3 Replies Latest reply on Apr 5, 2005 9:44 PM by mooktarus

    How do I start session beans at deployment time?

      I'm working on a stateless session bean, call it ExampleBean, and I want to start up instances of it before it's used, i.e. start the app with one or more instances in the pool. The reason I want this is because the startup time is rather lengthy, and I want this startup time out of the way before the users need it.

      It occurs to me that what I really want is to create one or more instances of ExampleBean just after the EAR is deployed (call it ExampleEJB.ear). Would I create an MBean to do this, or is there some config file or deployment descriptor I need to look at?

      Thanks,
      John

        • 1. Re: How do I start session beans at deployment time?

          Update: I tried to do this by extending the Standard Stateless SessionBean container-configuration, and setting the MinimumSize attribute to 1 (in jboss.xml). When I RTFM'd, I found the following disclaimer:

          MinimumSize: The MinimumSize element gives the minimum number of instances to keep in the pool, although JBoss does not currently seed an InstancePool to the MinimumSize value.

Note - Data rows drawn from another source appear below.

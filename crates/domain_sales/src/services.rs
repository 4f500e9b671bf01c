//! Order application service
//!
//! Runs each admin action as a versioned read-modify-write: load the order,
//! apply the pure domain transition, save with the version that was read.
//! A concurrent change makes the save fail with `TransactionFailed` and
//! nothing is applied; the caller retries from scratch.

use std::sync::Arc;

use chrono::{DateTime, NaiveDate, Utc};
use rust_decimal::Decimal;
use serde::{Deserialize, Serialize};
use tracing::{info, warn};

use core_kernel::{OrderId, PaymentId, RequestContext, StoreSettings};

use crate::error::SalesError;
use crate::installment::{Installment, InstallmentPayment, RecordOutcome};
use crate::order::{NewOrder, Order, OrderStatus, PaymentMethod};
use crate::ports::{CatalogPort, OrderPort};
use crate::product::ProductCatalog;

/// Payment details supplied by the recording UI
#[derive(Debug, Clone)]
pub struct PaymentInput {
    /// Client-supplied id makes retries idempotent; generated when absent
    pub id: Option<PaymentId>,
    pub amount: Decimal,
    pub date: Option<DateTime<Utc>>,
    pub method: PaymentMethod,
}

/// Proof-of-payment handed to receipt and messaging collaborators
#[derive(Debug, Clone, Serialize, Deserialize)]
#[serde(rename_all = "camelCase")]
pub struct PaymentReceipt {
    pub order_id: OrderId,
    pub payment_id: PaymentId,
    pub installment: Installment,
    pub outstanding_balance: Decimal,
    /// False when the payment id was already recorded
    pub applied: bool,
}

/// Service orchestrating order creation and every order mutation
pub struct OrderService {
    orders: Arc<dyn OrderPort>,
    catalog: Arc<dyn CatalogPort>,
    settings: StoreSettings,
}

impl OrderService {
    pub fn new(orders: Arc<dyn OrderPort>, catalog: Arc<dyn CatalogPort>, settings: StoreSettings) -> Self {
        Self {
            orders,
            catalog,
            settings,
        }
    }

    pub fn settings(&self) -> &StoreSettings {
        &self.settings
    }

    fn today(&self) -> NaiveDate {
        self.settings.timezone.today()
    }

    async fn load_catalog(&self, order: &Order) -> Result<ProductCatalog, SalesError> {
        let products = self.catalog.get_products(&order.product_ids()).await?;
        Ok(ProductCatalog::new(products))
    }

    /// Loads, applies `apply`, and saves with the version that was read
    async fn mutate<T, F>(
        &self,
        ctx: &RequestContext,
        order_id: OrderId,
        action: &'static str,
        apply: F,
    ) -> Result<(Order, T), SalesError>
    where
        F: FnOnce(&mut Order, &ProductCatalog) -> Result<T, SalesError>,
    {
        let mut order = self.orders.get_order(order_id).await?;
        let catalog = self.load_catalog(&order).await?;
        let expected_version = order.version;

        let output = apply(&mut order, &catalog).map_err(|e| {
            warn!(%order_id, action, actor = %ctx.actor.label(), error = %e, "Order change rejected");
            e
        })?;

        order.updated_at = Utc::now();
        let saved = self.save(ctx, &order, expected_version, action).await?;
        info!(%order_id, action, actor = %ctx.actor.label(), version = saved.version, "Order updated");
        Ok((saved, output))
    }

    async fn save(
        &self,
        ctx: &RequestContext,
        order: &Order,
        expected_version: i64,
        action: &'static str,
    ) -> Result<Order, SalesError> {
        self.orders.save_order(order, expected_version).await.map_err(|e| {
            warn!(
                order_id = %order.id,
                action,
                actor = %ctx.actor.label(),
                expected_version,
                error = %e,
                "Order save failed"
            );
            SalesError::from(e)
        })
    }

    // ------------------------------------------------------------------
    // Creation and reads
    // ------------------------------------------------------------------

    /// Creates an order, building its crediário schedule when applicable
    pub async fn create_order(&self, ctx: &RequestContext, new: NewOrder) -> Result<Order, SalesError> {
        let mut ids: Vec<_> = new.items.iter().map(|i| i.product_id).collect();
        ids.sort();
        ids.dedup();
        let catalog = ProductCatalog::new(self.catalog.get_products(&ids).await?);

        let order = Order::create(new, &catalog, &self.settings, Utc::now()).map_err(|e| {
            warn!(actor = %ctx.actor.label(), error = %e, "Order creation rejected");
            e
        })?;

        let stored = self.orders.insert_order(&order).await?;
        info!(
            order_id = %stored.id,
            actor = %ctx.actor.label(),
            total = %stored.total,
            installments = stored.installments,
            "Order created"
        );
        Ok(stored)
    }

    pub async fn get_order(&self, order_id: OrderId) -> Result<Order, SalesError> {
        Ok(self.orders.get_order(order_id).await?)
    }

    // ------------------------------------------------------------------
    // Payment ledger
    // ------------------------------------------------------------------

    /// Records a payment against one installment
    ///
    /// Re-sending a payment id that is already on any installment of the
    /// order changes nothing and returns a receipt with `applied == false`.
    ///
    /// # Errors
    ///
    /// - `NotFound` if the order or installment does not exist
    /// - `InvalidAmount` if the amount is not positive
    /// - `TransactionFailed` if the order changed concurrently
    pub async fn record_payment(
        &self,
        ctx: &RequestContext,
        order_id: OrderId,
        installment_number: u32,
        input: PaymentInput,
    ) -> Result<PaymentReceipt, SalesError> {
        let mut payment = InstallmentPayment::new(
            input.amount,
            input.date.unwrap_or_else(Utc::now),
            input.method,
        )
        .received_by(ctx.actor.label());
        if let Some(id) = input.id {
            payment = payment.with_id(id);
        }
        let payment_id = payment.id;
        let amount = payment.amount;

        let mut order = self.orders.get_order(order_id).await?;
        let expected_version = order.version;
        let outcome = order.record_payment(installment_number, payment).map_err(|e| {
            warn!(%order_id, installment_number, %amount, error = %e, "Payment rejected");
            e
        })?;

        let order = match outcome {
            RecordOutcome::Duplicate => {
                info!(%order_id, installment_number, %payment_id, "Payment already recorded");
                order
            }
            RecordOutcome::Applied => {
                order.updated_at = Utc::now();
                let saved = self.save(ctx, &order, expected_version, "record_payment").await?;
                info!(
                    %order_id,
                    installment_number,
                    %amount,
                    %payment_id,
                    actor = %ctx.actor.label(),
                    "Payment recorded"
                );
                saved
            }
        };

        Ok(PaymentReceipt {
            order_id,
            payment_id,
            installment: order.installment(installment_number)?.clone(),
            outstanding_balance: order.outstanding_balance(),
            applied: outcome == RecordOutcome::Applied,
        })
    }

    /// Removes a payment from an installment's ledger
    pub async fn reverse_payment(
        &self,
        ctx: &RequestContext,
        order_id: OrderId,
        installment_number: u32,
        payment_id: PaymentId,
    ) -> Result<Order, SalesError> {
        let (order, removed) = self
            .mutate(ctx, order_id, "reverse_payment", |order, _| {
                order.reverse_payment(installment_number, payment_id)
            })
            .await?;
        info!(%order_id, installment_number, %payment_id, amount = %removed.amount, "Payment reversed");
        Ok(order)
    }

    // ------------------------------------------------------------------
    // Financial mutator
    // ------------------------------------------------------------------

    pub async fn change_discount(
        &self,
        ctx: &RequestContext,
        order_id: OrderId,
        discount: Decimal,
    ) -> Result<Order, SalesError> {
        self.mutate(ctx, order_id, "change_discount", |order, _| order.change_discount(discount))
            .await
            .map(|(order, _)| order)
    }

    pub async fn register_down_payment(
        &self,
        ctx: &RequestContext,
        order_id: OrderId,
        amount: Decimal,
    ) -> Result<Order, SalesError> {
        self.mutate(ctx, order_id, "register_down_payment", |order, _| {
            order.register_down_payment(amount)
        })
        .await
        .map(|(order, _)| order)
    }

    pub async fn reset_down_payment(&self, ctx: &RequestContext, order_id: OrderId) -> Result<Order, SalesError> {
        self.mutate(ctx, order_id, "reset_down_payment", |order, _| order.reset_down_payment())
            .await
            .map(|(order, _)| order)
    }

    pub async fn change_installment_count(
        &self,
        ctx: &RequestContext,
        order_id: OrderId,
        new_count: u32,
    ) -> Result<Order, SalesError> {
        let today = self.today();
        let settings = &self.settings;
        self.mutate(ctx, order_id, "change_installment_count", |order, catalog| {
            order.change_installment_count(new_count, catalog, settings, today)
        })
        .await
        .map(|(order, _)| order)
    }

    pub async fn regenerate_schedule(&self, ctx: &RequestContext, order_id: OrderId) -> Result<Order, SalesError> {
        let today = self.today();
        self.mutate(ctx, order_id, "regenerate_schedule", |order, _| order.regenerate_schedule(today))
            .await
            .map(|(order, _)| order)
    }

    pub async fn set_installment_amount(
        &self,
        ctx: &RequestContext,
        order_id: OrderId,
        installment_number: u32,
        amount: Decimal,
    ) -> Result<Order, SalesError> {
        self.mutate(ctx, order_id, "set_installment_amount", |order, _| {
            order.set_installment_amount(installment_number, amount)
        })
        .await
        .map(|(order, _)| order)
    }

    pub async fn set_installment_due_date(
        &self,
        ctx: &RequestContext,
        order_id: OrderId,
        installment_number: u32,
        due_date: NaiveDate,
    ) -> Result<Order, SalesError> {
        self.mutate(ctx, order_id, "set_installment_due_date", |order, _| {
            order.set_installment_due_date(installment_number, due_date)
        })
        .await
        .map(|(order, _)| order)
    }

    pub async fn update_payment_method(
        &self,
        ctx: &RequestContext,
        order_id: OrderId,
        method: PaymentMethod,
    ) -> Result<Order, SalesError> {
        self.mutate(ctx, order_id, "update_payment_method", |order, _| {
            order.update_payment_method(method)
        })
        .await
        .map(|(order, _)| order)
    }

    // ------------------------------------------------------------------
    // Lifecycle
    // ------------------------------------------------------------------

    pub async fn update_status(
        &self,
        ctx: &RequestContext,
        order_id: OrderId,
        status: OrderStatus,
    ) -> Result<Order, SalesError> {
        let now = Utc::now();
        self.mutate(ctx, order_id, "update_status", |order, catalog| {
            order.update_status(status, catalog, now)
        })
        .await
        .map(|(order, _)| order)
    }

    pub async fn trash(&self, ctx: &RequestContext, order_id: OrderId) -> Result<Order, SalesError> {
        self.mutate(ctx, order_id, "trash", |order, _| order.trash())
            .await
            .map(|(order, _)| order)
    }

    pub async fn restore(&self, ctx: &RequestContext, order_id: OrderId) -> Result<Order, SalesError> {
        self.mutate(ctx, order_id, "restore", |order, _| order.restore())
            .await
            .map(|(order, _)| order)
    }

    /// Permanently deletes a trashed order
    ///
    /// The delete is guarded by the version that was checked, so a restore
    /// or payment landing in between fails it with `TransactionFailed`.
    pub async fn hard_delete(&self, ctx: &RequestContext, order_id: OrderId) -> Result<(), SalesError> {
        let order = self.orders.get_order(order_id).await?;
        order.ensure_hard_deletable()?;
        self.orders
            .delete_order(order_id, order.version)
            .await
            .map_err(|e| {
                warn!(
                    %order_id,
                    actor = %ctx.actor.label(),
                    expected_version = order.version,
                    error = %e,
                    "Order delete failed"
                );
                SalesError::from(e)
            })?;
        info!(%order_id, actor = %ctx.actor.label(), "Order permanently deleted");
        Ok(())
    }

    // ------------------------------------------------------------------
    // Commission
    // ------------------------------------------------------------------

    pub async fn recalculate_commission(&self, ctx: &RequestContext, order_id: OrderId) -> Result<Order, SalesError> {
        self.mutate(ctx, order_id, "recalculate_commission", |order, catalog| {
            order.recalculate_commission(catalog)
        })
        .await
        .map(|(order, _)| order)
    }

    pub async fn set_manual_commission(
        &self,
        ctx: &RequestContext,
        order_id: OrderId,
        amount: Decimal,
    ) -> Result<Order, SalesError> {
        self.mutate(ctx, order_id, "set_manual_commission", |order, _| {
            order.set_manual_commission(amount)
        })
        .await
        .map(|(order, _)| order)
    }

    pub async fn clear_manual_commission(&self, ctx: &RequestContext, order_id: OrderId) -> Result<Order, SalesError> {
        self.mutate(ctx, order_id, "clear_manual_commission", |order, catalog| {
            order.clear_manual_commission(catalog)
        })
        .await
        .map(|(order, _)| order)
    }

    // ------------------------------------------------------------------
    // Payment gateway
    // ------------------------------------------------------------------

    pub async fn attach_gateway_payment(
        &self,
        ctx: &RequestContext,
        order_id: OrderId,
        external_payment_id: String,
    ) -> Result<Order, SalesError> {
        let now = Utc::now();
        self.mutate(ctx, order_id, "attach_gateway_payment", |order, _| {
            order.attach_gateway_payment(external_payment_id, now)
        })
        .await
        .map(|(order, _)| order)
    }

    /// Applies a status event delivered by the gateway webhook
    pub async fn apply_gateway_status(
        &self,
        ctx: &RequestContext,
        external_payment_id: &str,
        status: String,
        metadata: serde_json::Value,
    ) -> Result<Order, SalesError> {
        let order = self.orders.find_by_gateway_payment_id(external_payment_id).await?;
        let now = Utc::now();
        self.mutate(ctx, order.id, "apply_gateway_status", |order, _| {
            order.apply_gateway_status(status, metadata, now)
        })
        .await
        .map(|(order, _)| order)
    }
}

          Would the best way to do this be to create my own InstancePool implementation that does actually seed the pool? Or am I missing something?

          • 2. Re: How do I start session beans at deployment time?
            dimitris

            What is that your session bean is doing that takes up so much time?

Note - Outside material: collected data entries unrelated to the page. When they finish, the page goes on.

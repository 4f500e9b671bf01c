//! Product repository implementation

use rust_decimal::Decimal;
use sqlx::PgPool;
use uuid::Uuid;

use core_kernel::ProductId;
use domain_sales::{CommissionRule, CommissionType, Product};

use crate::error::DatabaseError;

/// Database row for a product
#[derive(Debug, Clone, sqlx::FromRow)]
pub struct ProductRow {
    pub product_id: Uuid,
    pub name: String,
    pub price: Decimal,
    pub max_installments: Option<i32>,
    pub commission_type: Option<String>,
    pub commission_value: Option<Decimal>,
}

impl TryFrom<ProductRow> for Product {
    type Error = DatabaseError;

    fn try_from(row: ProductRow) -> Result<Self, Self::Error> {
        let commission = match (row.commission_type.as_deref(), row.commission_value) {
            (Some("fixed"), Some(value)) => Some(CommissionRule::fixed(value)),
            (Some("percentage"), Some(value)) => Some(CommissionRule::percentage(value)),
            (None, _) | (_, None) => None,
            (Some(other), _) => {
                return Err(DatabaseError::SerializationError(format!(
                    "Unknown commission type '{}'",
                    other
                )))
            }
        };

        Ok(Product {
            id: ProductId::from(row.product_id),
            name: row.name,
            price: row.price,
            max_installments: row.max_installments.and_then(|m| u32::try_from(m).ok()),
            commission,
        })
    }
}

fn commission_type_to_db(kind: CommissionType) -> &'static str {
    match kind {
        CommissionType::Fixed => "fixed",
        CommissionType::Percentage => "percentage",
    }
}

/// Repository for product rows
#[derive(Debug, Clone)]
pub struct ProductRepository {
    pool: PgPool,
}

impl ProductRepository {
    pub fn new(pool: PgPool) -> Self {
        Self { pool }
    }

    /// Fetches the products among `ids`; unknown ids are skipped
    pub async fn get_many(&self, ids: &[Uuid]) -> Result<Vec<Product>, DatabaseError> {
        let rows = sqlx::query_as::<_, ProductRow>(
            r#"
            SELECT product_id, name, price, max_installments, commission_type, commission_value
            FROM products
            WHERE product_id = ANY($1)
            "#,
        )
        .bind(ids)
        .fetch_all(&self.pool)
        .await?;

        rows.into_iter().map(Product::try_from).collect()
    }

    pub async fn upsert(&self, product: &Product) -> Result<(), DatabaseError> {
        let max_installments = product
            .max_installments
            .map(i32::try_from)
            .transpose()
            .map_err(|_| DatabaseError::ConstraintViolation("max_installments out of range".to_string()))?;

        sqlx::query(
            r#"
            INSERT INTO products (product_id, name, price, max_installments, commission_type, commission_value, updated_at)
            VALUES ($1, $2, $3, $4, $5, $6, NOW())
            ON CONFLICT (product_id) DO UPDATE SET
                name = EXCLUDED.name,
                price = EXCLUDED.price,
                max_installments = EXCLUDED.max_installments,
                commission_type = EXCLUDED.commission_type,
                commission_value = EXCLUDED.commission_value,
                updated_at = NOW()
            "#,
        )
        .bind(Uuid::from(product.id))
        .bind(&product.name)
        .bind(product.price)
        .bind(max_installments)
        .bind(product.commission.map(|c| commission_type_to_db(c.commission_type)))
        .bind(product.commission.map(|c| c.commission_value))
        .execute(&self.pool)
        .await?;

        Ok(())
    }
}

#[cfg(test)]
mod tests {
    use super::*;

    fn row(commission_type: Option<&str>, commission_value: Option<Decimal>) -> ProductRow {
        ProductRow {
            product_id: Uuid::new_v4(),
            name: "Sofá".to_string(),
            price: Decimal::new(150000, 2),
            max_installments: Some(10),
            commission_type: commission_type.map(str::to_string),
            commission_value,
        }
    }

    #[test]
    fn test_rule_columns_map_to_commission_rule() {
        let product = Product::try_from(row(Some("fixed"), Some(Decimal::new(25, 0)))).unwrap();
        assert_eq!(product.commission, Some(CommissionRule::fixed(Decimal::new(25, 0))));
        assert_eq!(product.max_installments, Some(10));

        let product = Product::try_from(row(None, None)).unwrap();
        assert!(product.commission.is_none());
    }

    #[test]
    fn test_unknown_commission_type_is_rejected() {
        assert!(Product::try_from(row(Some("tiered"), Some(Decimal::ONE))).is_err());
    }
}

            It seems to me you need more like an adapter to some external resource or something. If you want to have full control over the lifecycle of this "external" thing, you'll have to write a JCA adapter (which is quite difficult) or create an MBean service that manages a pool of whatever you want to manage, then the SLSB accesses the MBean (a lot easier but not so portable).

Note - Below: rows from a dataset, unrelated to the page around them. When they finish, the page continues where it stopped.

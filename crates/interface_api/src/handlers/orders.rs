//! Order handlers
//!
//! Every admin action on an order maps to one endpoint. Mutations require
//! the acting staff member in the `x-staff-id` header.

use axum::{
    extract::{Path, State},
    http::StatusCode,
    Json,
};
use validator::Validate;

use core_kernel::{OrderId, PaymentId};
use domain_sales::{Order, PaymentReceipt};

use crate::dto::orders::*;
use crate::error::ApiError;
use crate::handlers::parse_id;
use crate::middleware::CurrentActor;
use crate::AppState;

fn order_id(raw: &str) -> Result<OrderId, ApiError> {
    parse_id("order", raw)
}

/// Creates an order, with its installment schedule for crediário sales
pub async fn create_order(
    State(state): State<AppState>,
    CurrentActor(ctx): CurrentActor,
    Json(request): Json<CreateOrderRequest>,
) -> Result<(StatusCode, Json<Order>), ApiError> {
    request.validate()?;
    let order = state.orders.create_order(&ctx, request.into()).await?;
    Ok((StatusCode::CREATED, Json(order)))
}

pub async fn get_order(State(state): State<AppState>, Path(id): Path<String>) -> Result<Json<Order>, ApiError> {
    Ok(Json(state.orders.get_order(order_id(&id)?).await?))
}

/// Permanently deletes a trashed order
pub async fn hard_delete(
    State(state): State<AppState>,
    CurrentActor(ctx): CurrentActor,
    Path(id): Path<String>,
) -> Result<StatusCode, ApiError> {
    state.orders.hard_delete(&ctx, order_id(&id)?).await?;
    Ok(StatusCode::NO_CONTENT)
}

// ----------------------------------------------------------------------
// Installment payments
// ----------------------------------------------------------------------

pub async fn record_payment(
    State(state): State<AppState>,
    CurrentActor(ctx): CurrentActor,
    Path((id, number)): Path<(String, u32)>,
    Json(request): Json<RecordPaymentRequest>,
) -> Result<Json<PaymentReceipt>, ApiError> {
    request.validate()?;
    let receipt = state
        .orders
        .record_payment(&ctx, order_id(&id)?, number, request.into())
        .await?;
    Ok(Json(receipt))
}

pub async fn reverse_payment(
    State(state): State<AppState>,
    CurrentActor(ctx): CurrentActor,
    Path((id, number, payment_id)): Path<(String, u32, String)>,
) -> Result<Json<Order>, ApiError> {
    let payment_id: PaymentId = parse_id("payment", &payment_id)?;
    let order = state
        .orders
        .reverse_payment(&ctx, order_id(&id)?, number, payment_id)
        .await?;
    Ok(Json(order))
}

// ----------------------------------------------------------------------
// Financial edits
// ----------------------------------------------------------------------

pub async fn change_discount(
    State(state): State<AppState>,
    CurrentActor(ctx): CurrentActor,
    Path(id): Path<String>,
    Json(request): Json<AmountRequest>,
) -> Result<Json<Order>, ApiError> {
    request.validate()?;
    Ok(Json(state.orders.change_discount(&ctx, order_id(&id)?, request.amount).await?))
}

pub async fn register_down_payment(
    State(state): State<AppState>,
    CurrentActor(ctx): CurrentActor,
    Path(id): Path<String>,
    Json(request): Json<AmountRequest>,
) -> Result<Json<Order>, ApiError> {
    request.validate()?;
    Ok(Json(
        state
            .orders
            .register_down_payment(&ctx, order_id(&id)?, request.amount)
            .await?,
    ))
}

pub async fn reset_down_payment(
    State(state): State<AppState>,
    CurrentActor(ctx): CurrentActor,
    Path(id): Path<String>,
) -> Result<Json<Order>, ApiError> {
    Ok(Json(state.orders.reset_down_payment(&ctx, order_id(&id)?).await?))
}

pub async fn change_installment_count(
    State(state): State<AppState>,
    CurrentActor(ctx): CurrentActor,
    Path(id): Path<String>,
    Json(request): Json<InstallmentCountRequest>,
) -> Result<Json<Order>, ApiError> {
    request.validate()?;
    Ok(Json(
        state
            .orders
            .change_installment_count(&ctx, order_id(&id)?, request.count)
            .await?,
    ))
}

pub async fn regenerate_schedule(
    State(state): State<AppState>,
    CurrentActor(ctx): CurrentActor,
    Path(id): Path<String>,
) -> Result<Json<Order>, ApiError> {
    Ok(Json(state.orders.regenerate_schedule(&ctx, order_id(&id)?).await?))
}

pub async fn set_installment_amount(
    State(state): State<AppState>,
    CurrentActor(ctx): CurrentActor,
    Path((id, number)): Path<(String, u32)>,
    Json(request): Json<AmountRequest>,
) -> Result<Json<Order>, ApiError> {
    request.validate()?;
    Ok(Json(
        state
            .orders
            .set_installment_amount(&ctx, order_id(&id)?, number, request.amount)
            .await?,
    ))
}

pub async fn set_installment_due_date(
    State(state): State<AppState>,
    CurrentActor(ctx): CurrentActor,
    Path((id, number)): Path<(String, u32)>,
    Json(request): Json<DueDateRequest>,
) -> Result<Json<Order>, ApiError> {
    Ok(Json(
        state
            .orders
            .set_installment_due_date(&ctx, order_id(&id)?, number, request.due_date)
            .await?,
    ))
}

pub async fn update_payment_method(
    State(state): State<AppState>,
    CurrentActor(ctx): CurrentActor,
    Path(id): Path<String>,
    Json(request): Json<PaymentMethodRequest>,
) -> Result<Json<Order>, ApiError> {
    Ok(Json(
        state
            .orders
            .update_payment_method(&ctx, order_id(&id)?, request.payment_method)
            .await?,
    ))
}

// ----------------------------------------------------------------------
// Lifecycle
// ----------------------------------------------------------------------

pub async fn update_status(
    State(state): State<AppState>,
    CurrentActor(ctx): CurrentActor,
    Path(id): Path<String>,
    Json(request): Json<StatusRequest>,
) -> Result<Json<Order>, ApiError> {
    Ok(Json(state.orders.update_status(&ctx, order_id(&id)?, request.status).await?))
}

pub async fn trash(
    State(state): State<AppState>,
    CurrentActor(ctx): CurrentActor,
    Path(id): Path<String>,
) -> Result<Json<Order>, ApiError> {
    Ok(Json(state.orders.trash(&ctx, order_id(&id)?).await?))
}

pub async fn restore(
    State(state): State<AppState>,
    CurrentActor(ctx): CurrentActor,
    Path(id): Path<String>,
) -> Result<Json<Order>, ApiError> {
    Ok(Json(state.orders.restore(&ctx, order_id(&id)?).await?))
}

// ----------------------------------------------------------------------
// Commission on a single order
// ----------------------------------------------------------------------

pub async fn recalculate_commission(
    State(state): State<AppState>,
    CurrentActor(ctx): CurrentActor,
    Path(id): Path<String>,
) -> Result<Json<Order>, ApiError> {
    Ok(Json(state.orders.recalculate_commission(&ctx, order_id(&id)?).await?))
}

pub async fn set_manual_commission(
    State(state): State<AppState>,
    CurrentActor(ctx): CurrentActor,
    Path(id): Path<String>,
    Json(request): Json<AmountRequest>,
) -> Result<Json<Order>, ApiError> {
    request.validate()?;
    Ok(Json(
        state
            .orders
            .set_manual_commission(&ctx, order_id(&id)?, request.amount)
            .await?,
    ))
}

pub async fn clear_manual_commission(
    State(state): State<AppState>,
    CurrentActor(ctx): CurrentActor,
    Path(id): Path<String>,
) -> Result<Json<Order>, ApiError> {
    Ok(Json(state.orders.clear_manual_commission(&ctx, order_id(&id)?).await?))
}
//! Sales Domain - Orders and crediário installment plans
//!
//! This crate owns the order aggregate and everything financed through it:
//!
//! - **Schedule builder**: splits a financed total into monthly dues
//! - **Payment ledger**: append-only payments per installment, with derived
//!   paid amount, status, and payment date
//! - **Financial mutator**: discount, down payment, installment count,
//!   per-installment overrides, lifecycle transitions
//! - **Commission calculator**: per-item product rules with a default rate
//! - **Ports and service**: storage traits and the versioned
//!   read-modify-write service used by the HTTP layer
//!
//! # Example
//!
//! ```rust
//! use chrono::{NaiveDate, Utc};
//! use core_kernel::{ProductId, StoreSettings};
//! use domain_sales::{NewOrder, Order, OrderItem, PaymentMethod, ProductCatalog};
//! use rust_decimal_macros::dec;
//!
//! let order = Order::create(
//!     NewOrder {
//!         customer_id: None,
//!         seller_id: None,
//!         seller_name: None,
//!         items: vec![OrderItem::new(ProductId::new(), "Fogão", dec!(1000.00), 1)],
//!         discount: dec!(0),
//!         down_payment: dec!(0),
//!         payment_method: PaymentMethod::Crediario,
//!         installments: 10,
//!         first_due_date: NaiveDate::from_ymd_opt(2024, 3, 15),
//!     },
//!     &ProductCatalog::default(),
//!     &StoreSettings::default(),
//!     Utc::now(),
//! )
//! .unwrap();
//!
//! assert_eq!(order.installment_details.len(), 10);
//! assert_eq!(order.scheduled_total(), dec!(1000.00));
//! ```

pub mod commission;
pub mod error;
pub mod financials;
pub mod installment;
pub mod order;
pub mod ports;
pub mod product;
pub mod schedule;
pub mod services;

pub use commission::calculate_commission;
pub use error::SalesError;
pub use installment::{Installment, InstallmentPayment, InstallmentStatus, RecordOutcome};
pub use order::{GatewayInfo, NewOrder, Order, OrderItem, OrderStatus, PaymentMethod};
pub use ports::{CatalogPort, OrderPort};
pub use product::{CommissionRule, CommissionType, Product, ProductCatalog};
pub use schedule::build_schedule;
pub use services::{OrderService, PaymentInput, PaymentReceipt};

#[cfg(any(test, feature = "mock"))]
pub use ports::mock::{MockCatalogPort, MockOrderPort};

            A third solution (a hack really) is to write an MBean that is deployed after the SLSB and spawns a number of concurrent threads calling the SLSB just to cause the bean pool to be populated. (I didn't say this).

            A fourth solutions is to write your own pool implementation.

            It is usually assumed that SLSB creation time is small, so that the server has the freedom to alter the pool size (enlarge/shrink) to match the client load...

            • 3. Re: How do I start session beans at deployment time?

              To make a long story short, this external thing is a perl app that takes a while to initialize, then "listens" for requests. The MBean service idea sounds most promising, I'll give that a try.